Adapted from André Aciman’s novel by Italian filmmaker Luca Guadagnino, Call Me by Your Name is a sensual, heartbreaking depiction of first love and all the joy and pain that is undeniably part of the experience. Centred around a beautiful and touching central performance by young actor Timothée Chalamet, this film lingers in your mind and soul, like all great loves that get away.

"A sensual, heartbreaking depiction of first love."

Guadagnino (I Am Love, A Bigger Splash) is particularly gifted at creating an authentic setting for his films, in this case a summer house in northern Italy, where an American professor of antiquities and his family decamp every summer. Precocious, intelligent, multi-lingual, wise-beyond-his-years 17-year-old Elio (Chalamet) spends his days transcribing complicated classical piano pieces and hanging out with the other local teens. When his father’s new research assistant Oliver (a superb Armie Hammer) arrives for a six-week internship, Elio is both infuriated and intrigued by the stranger’s easy but distant behaviour.

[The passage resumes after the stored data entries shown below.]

impl ResolvedTool {
    pub fn name(&self) -> &str {
        &self.name
    }

    pub fn description(&self) -> &str {
        &self.description
    }

    pub fn parameters(&self) -> &Value {
        &self.parameters
    }

    pub fn handler(&self) -> &ToolHandler {
        &self.handler
    }

    /// Execute from async code
    pub async fn execute(&self, arguments: Value, metadata: Metadata) -> anyhow::Result<Value> {
        self.handler.call(arguments, metadata).await
    }

    /// Execute from blocking code
    pub fn execute_blocking(&self, arguments: Value, metadata: Metadata) -> anyhow::Result<Value> {
        self.handler.call_blocking(arguments, metadata)
    }

    /// Tool schema descriptor in OpenAI function-calling format:
    ///
    /// ```json
    /// {"type": "function", "function": {"name": "...", "description": "...", "parameters": {...}}}
    /// ```
    pub fn to_openai_format(&self) -> Value {
        serde_json::json!({
            "type": "function",
            "function": {
                "name": self.name,
                "description": self.description,
                "parameters": self.parameters
            }
        })
    }
}

/// Name → tool lookup built once per options record.
///
/// Names must be unique: a collision is a configuration error rather than a silent
/// override.
#[derive(Clone, Debug, Default)]
pub struct ToolRegistry {
    tools: Vec<ResolvedTool>,
    index: HashMap<String, usize>,
}

impl ToolRegistry {
    pub fn new<I>(specs: I) -> Result<Self>
    where
        I: IntoIterator<Item = ToolSpec>,
    {
        let mut registry = Self::default();
        for spec in specs {
            let resolved = spec.resolve();
            if resolved.name.is_empty() {
                return Err(Error::config("tool name must not be empty"));
            }
            if registry.index.contains_key(&resolved.name) {
                return Err(Error::config(format!(
                    "duplicate tool name '{}'",
                    resolved.name
                )));
            }
            registry
                .index
                .insert(resolved.name.clone(), registry.tools.len());
            registry.tools.push(resolved);
        }
        Ok(registry)
    }

    /// API-facing schema list, or `None` when no tools are registered
    pub fn schemas(&self) -> Option<Vec<Value>> {
        if self.tools.is_empty() {
            return None;
        }
        Some(self.tools.iter().map(ResolvedTool::to_openai_format).collect())
    }

    pub fn get(&self, name: &str) -> Option<&ResolvedTool> {
        self.index.get(name).map(|&i| &self.tools[i])
    }

    pub fn names(&self) -> impl Iterator<Item = &str> {
        self.tools.iter().map(|t| t.name.as_str())
    }

    pub fn len(&self) -> usize {
        self.tools.len()
    }

    pub fn is_empty(&self) -> bool {
        self.tools.is_empty()
    }
}
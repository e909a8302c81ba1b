//! # structured-llm
//!
//! Structured (schema-validated) completions and transparent tool-calling loops over
//! OpenAI-compatible chat-completion APIs.
//!
//! ## Overview
//!
//! The crate adds two conveniences on top of a plain chat-completion call:
//!
//! - **Structured output**: ask for a Rust type (`Deserialize + JsonSchema`), send its
//!   schema as the response format, and get the parsed value back, or a
//!   [`Error::StructuredValidation`] carrying everything needed to retry.
//! - **Tool calling**: register host functions as tools; when the model requests them the
//!   crate executes them, feeds their results back, and keeps going until the model
//!   answers (bounded by `max_recursion`).
//!
//! Both are available as a blocking API ([`BlockingClient`]) and an async API
//! ([`Client`]). The async loop runs the tool calls of one round concurrently.
//!
//! ## Example
//!
//! ```rust,no_run
//! use schemars::JsonSchema;
//! use serde::Deserialize;
//! use serde_json::json;
//! use structured_llm::prelude::*;
//!
//! /// Return the current weather for a location
//! #[derive(Deserialize, JsonSchema)]
//! struct WeatherArgs {
//!     location: String,
//! }
//!
//! /// Temperature reading
//! #[derive(Debug, Deserialize, JsonSchema)]
//! struct Temperature {
//!     temperature: f64,
//!     unit: String,
//! }
//!
//! #[tokio::main]
//! async fn main() -> Result<()> {
//!     let weather = FunctionTool::blocking("get_current_weather", |args: WeatherArgs, _meta| {
//!         Ok(json!({"location": args.location, "temperature": "68°F"}))
//!     });
//!
//!     let options = CompletionOptions::builder()
//!         .model("gpt-4o-mini")
//!         .tool(weather)
//!         .metadata(json!({"trace_id": "abc-123"}))
//!         .build()?;
//!
//!     let client = Client::new(OpenAiClient::new(HttpSettings::from_env())?);
//!     let result = client
//!         .structured_completion::<Temperature>(
//!             vec![Message::user("How warm is it in San Francisco?")],
//!             &options,
//!         )
//!         .await?;
//!
//!     println!("{:?}", result.content);
//!     Ok(())
//! }
//! ```
//!
//! ## Architecture
//!
//! - **tools**: tool declarations, schema reflection, and the name → tool registry
//! - **capabilities**: per-model feature lookup and pre-flight validation
//! - **gateway**: request/response types and the backend traits
//! - **client**: HTTP backends for OpenAI-compatible servers
//! - **tool_loop**: the sequential and concurrent tool-calling loops
//! - **completion**: entry points and response assembly
//! - **types**: messages, raw responses, and call options
//! - **config**: provider shortcuts, environment lookups, HTTP settings
//! - **error**: the crate error type
//! - **retry**: exponential backoff for transient transport failures

// ============================================================================
// MODULE DECLARATIONS
// ============================================================================

/// Model capability table and pre-flight validation.
mod capabilities;

/// HTTP completion backends (async and blocking) built on reqwest.
mod client;

/// Entry points (`Client`, `BlockingClient`) and response assembly.
mod completion;

/// Provider shortcuts, environment variable lookups, and HTTP transport settings.
mod config;

/// Error types used across all public APIs.
mod error;

/// Completion request/response plumbing and the backend traits.
mod gateway;

/// Tool declaration, schema reflection, and the registry used for dispatch.
mod tools;

/// Messages, raw completion responses, results, and call options.
mod types;

// ============================================================================
// PUBLIC EXPORTS
// ============================================================================

/// Retry utilities with exponential backoff and jitter.
pub mod retry;

/// The tool-calling loop. Public so custom entry points can drive it directly.
pub mod tool_loop;

// --- Entry Points ---

pub use completion::{BlockingClient, Client, assemble_structured, assemble_text};

// --- Completion Gateway ---

pub use client::{BlockingOpenAiClient, OpenAiClient};
pub use gateway::{
    BlockingCompletionApi, CompletionApi, CompletionRequest, RequestTemplate, ResponseSchema,
};

// --- Capabilities ---

pub use capabilities::{
    Capabilities, CapabilityTable, ModelCapabilities, validate_model_capabilities,
};

// --- Configuration ---

pub use config::{HttpSettings, Provider, get_api_key, get_base_url, get_model};

// --- Error Handling ---

pub use error::{Error, Result, RetryContext};

// --- Tool System ---

pub use tools::{
    FunctionTool, ResolvedTool, Tool, ToolBuilder, ToolHandler, ToolRegistry, ToolSpec, tool,
};

// --- Core Types ---

pub use types::{
    Choice, CompletionOptions, CompletionOptionsBuilder, DEFAULT_MAX_RECURSION,
    DEFAULT_REFORMAT_INSTRUCTION, FunctionCall, Message, MessageRole, Metadata, RawResponse,
    ReformatPolicy, ResponseMessage, ToolCallRequest, UnifiedResult,
};

// ============================================================================
// CONVENIENCE PRELUDE
// ============================================================================

/// The types needed for typical usage: `use structured_llm::prelude::*;`
pub mod prelude {
    pub use crate::{
        BlockingClient, BlockingOpenAiClient, CapabilityTable, Client, CompletionOptions, Error,
        FunctionTool, HttpSettings, Message, Metadata, OpenAiClient, Result, Tool,
        UnifiedResult, tool,
    };
}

Eventually the two make a connection, and when they do, it isn’t a passing infatuation but an earth-shattering relationship which will change both of their lives forever.

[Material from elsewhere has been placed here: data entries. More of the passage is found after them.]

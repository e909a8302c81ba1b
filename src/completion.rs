//! Entry points and response assembly.
//!
//! [`Client`] (async) and [`BlockingClient`] (blocking) are thin orchestrators over a
//! completion backend:
//!
//! 1. validate the model's capabilities against what the call asks for
//! 2. run the tool-calling loop (concurrent for [`Client`], sequential for
//!    [`BlockingClient`])
//! 3. assemble the result: parse the final text into the response type, or return it
//!    verbatim when no response type was requested
//!
//! # Example
//!
//! ```rust,no_run
//! use schemars::JsonSchema;
//! use serde::Deserialize;
//! use structured_llm::{BlockingClient, BlockingOpenAiClient, CompletionOptions, HttpSettings, Message};
//!
//! /// A temperature reading
//! #[derive(Debug, Deserialize, JsonSchema)]
//! struct Temperature {
//!     value: f64,
//!     unit: String,
//! }
//!
//! # fn main() -> Result<(), Box<dyn std::error::Error>> {
//! let client = BlockingClient::new(BlockingOpenAiClient::new(HttpSettings::from_env())?);
//! let options = CompletionOptions::builder().model("gpt-4o-mini").build()?;
//!
//! let result = client.structured_completion::<Temperature>(
//!     vec![Message::user("What is 20°C in Fahrenheit?")],
//!     &options,
//! )?;
//! println!("{:?} after {} messages", result.content, result.messages.len());
//! # Ok(())
//! # }
//! ```

use crate::capabilities::{CapabilityTable, ModelCapabilities, validate_model_capabilities};
use crate::error::RetryContext;
use crate::gateway::{BlockingCompletionApi, CompletionApi, RequestTemplate, ResponseSchema};
use crate::tool_loop::{LoopOutcome, reformat, reformat_applies, run_blocking, run_concurrent};
use crate::types::{CompletionOptions, Message, UnifiedResult};
use crate::{Error, Result};
use schemars::JsonSchema;
use serde::de::DeserializeOwned;
use std::sync::Arc;
use tracing::debug;

/// Package the final text verbatim
pub fn assemble_text(outcome: LoopOutcome) -> UnifiedResult<String> {
    UnifiedResult {
        content: outcome.raw_response.content(),
        messages: outcome.messages,
    }
}

/// Parse the final text into `T`.
///
/// # Errors
///
/// [`Error::StructuredValidation`] when the text does not parse; its retry context holds
/// the terminal response and the full transcript.
pub fn assemble_structured<T: DeserializeOwned>(outcome: LoopOutcome) -> Result<UnifiedResult<T>> {
    let text = outcome.raw_response.content();
    match serde_json::from_str::<T>(&text) {
        Ok(content) => Ok(UnifiedResult {
            content,
            messages: outcome.messages,
        }),
        Err(source) => {
            debug!(error = %source, "final content failed schema validation");
            Err(Error::structured_validation(
                source,
                RetryContext {
                    raw_response: outcome.raw_response,
                    messages: outcome.messages,
                },
            ))
        }
    }
}

/// Async entry point
pub struct Client<B> {
    backend: B,
    capabilities: Arc<dyn ModelCapabilities>,
}

impl<B> std::fmt::Debug for Client<B> {
    fn fmt(&self, f: &mut std::fmt::Formatter<'_>) -> std::fmt::Result {
        f.debug_struct("Client").finish_non_exhaustive()
    }
}

impl<B: CompletionApi> Client<B> {
    /// Wrap a backend, validating models against [`CapabilityTable::default`]
    pub fn new(backend: B) -> Self {
        Self {
            backend,
            capabilities: Arc::new(CapabilityTable::default()),
        }
    }

    pub fn with_capabilities(mut self, capabilities: impl ModelCapabilities + 'static) -> Self {
        self.capabilities = Arc::new(capabilities);
        self
    }

    pub fn backend(&self) -> &B {
        &self.backend
    }

    /// Run a completion (with any configured tools) and return the final text verbatim
    pub async fn completion(
        &self,
        messages: Vec<Message>,
        options: &CompletionOptions,
    ) -> Result<UnifiedResult<String>> {
        validate_model_capabilities(
            self.capabilities.as_ref(),
            &options.model,
            false,
            !options.tools.is_empty(),
        )?;

        let template = RequestTemplate::from_options(options, None);
        let outcome = run_concurrent(&self.backend, &template, options, messages).await?;
        Ok(assemble_text(outcome))
    }

    /// Run a completion constrained to the schema of `T` and parse the final text into `T`.
    ///
    /// When the options carry a [`ReformatPolicy`](crate::ReformatPolicy) matching the
    /// model and tools are present, the loop runs without the schema and one extra call on
    /// the fallback model restates the answer with it.
    pub async fn structured_completion<T>(
        &self,
        messages: Vec<Message>,
        options: &CompletionOptions,
    ) -> Result<UnifiedResult<T>>
    where
        T: DeserializeOwned + JsonSchema,
    {
        validate_model_capabilities(
            self.capabilities.as_ref(),
            &options.model,
            true,
            !options.tools.is_empty(),
        )?;

        let schema = ResponseSchema::of::<T>();
        let template = RequestTemplate::from_options(options, Some(&schema));

        let outcome = match reformat_applies(options, true) {
            Some(policy) => {
                validate_model_capabilities(
                    self.capabilities.as_ref(),
                    &policy.fallback_model,
                    true,
                    false,
                )?;
                let loop_template = template.clone().with_response_format(None);
                let outcome = run_concurrent(&self.backend, &loop_template, options, messages).await?;
                reformat(&self.backend, &template, policy, outcome).await?
            }
            None => run_concurrent(&self.backend, &template, options, messages).await?,
        };

        assemble_structured(outcome)
    }
}

/// Blocking entry point
pub struct BlockingClient<B> {
    backend: B,
    capabilities: Arc<dyn ModelCapabilities>,
}

impl<B> std::fmt::Debug for BlockingClient<B> {
    fn fmt(&self, f: &mut std::fmt::Formatter<'_>) -> std::fmt::Result {
        f.debug_struct("BlockingClient").finish_non_exhaustive()
    }
}

impl<B: BlockingCompletionApi> BlockingClient<B> {
    pub fn new(backend: B) -> Self {
        Self {
            backend,
            capabilities: Arc::new(CapabilityTable::default()),
        }
    }

    pub fn with_capabilities(mut self, capabilities: impl ModelCapabilities + 'static) -> Self {
        self.capabilities = Arc::new(capabilities);
        self
    }

    pub fn backend(&self) -> &B {
        &self.backend
    }

    pub fn completion(
        &self,
        messages: Vec<Message>,
        options: &CompletionOptions,
    ) -> Result<UnifiedResult<String>> {
        validate_model_capabilities(
            self.capabilities.as_ref(),
            &options.model,
            false,
            !options.tools.is_empty(),
        )?;

        let template = RequestTemplate::from_options(options, None);
        let outcome = run_blocking(&self.backend, &template, options, messages)?;
        Ok(assemble_text(outcome))
    }

    /// Blocking counterpart of [`Client::structured_completion`]. The reformat policy is
    /// not applied on this path.
    pub fn structured_completion<T>(
        &self,
        messages: Vec<Message>,
        options: &CompletionOptions,
    ) -> Result<UnifiedResult<T>>
    where
        T: DeserializeOwned + JsonSchema,
    {
        validate_model_capabilities(
            self.capabilities.as_ref(),
            &options.model,
            true,
            !options.tools.is_empty(),
        )?;

        let schema = ResponseSchema::of::<T>();
        let template = RequestTemplate::from_options(options, Some(&schema));
        let outcome = run_blocking(&self.backend, &template, options, messages)?;
        assemble_structured(outcome)
    }
}

#[cfg(test)]
mod tests {
    use super::*;
    use crate::types::RawResponse;
    use serde::Deserialize;

    #[derive(Debug, Deserialize, PartialEq)]
    struct Point {
        x: i32,
        y: i32,
    }

    fn outcome(text: &str) -> LoopOutcome {
        LoopOutcome {
            messages: vec![Message::user("q"), Message::assistant(text)],
            raw_response: RawResponse::from_text(text),
        }
    }

    #[test]
    fn test_assemble_text_verbatim() {
        let result = assemble_text(outcome("  not json at all "));
        assert_eq!(result.content, "  not json at all ");
        assert_eq!(result.messages.len(), 2);
    }

    #[test]
    fn test_assemble_structured_parses() {
        let result = assemble_structured::<Point>(outcome(r#"{"x":1,"y":2}"#)).unwrap();
        assert_eq!(result.content, Point { x: 1, y: 2 });
    }

    #[test]
    fn test_assemble_structured_failure_keeps_context() {
        let err = assemble_structured::<Point>(outcome("invalid json")).unwrap_err();
        let ctx = err.retry_context().expect("retry context");
        assert_eq!(ctx.raw_response.content(), "invalid json");
        assert_eq!(ctx.messages.len(), 2);
        assert_eq!(ctx.messages[1], Message::assistant("invalid json"));
    }

    #[test]
    fn test_missing_content_parses_as_empty_object() {
        #[derive(Debug, Deserialize)]
        struct Empty {}

        let outcome = LoopOutcome {
            messages: vec![],
            raw_response: RawResponse::default(),
        };
        assert!(assemble_structured::<Empty>(outcome).is_ok());
    }
}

All the pain, ecstasy and confusion of falling in love is tangible on screen, as is the chemistry between Chalamet and Hammer. This is no John Hughes coming of age film though; Call Me by Your Name is decidedly more intellectual, a film where family dinner conversation revolves around art, literature, poetry, history and linguistics. There is something deeply evocative about the 1980s setting, pulsating with Psychedelic Furs tunes and bad fashions; it feels very familiar, like that European summer holiday from days long past which will stay with you forever.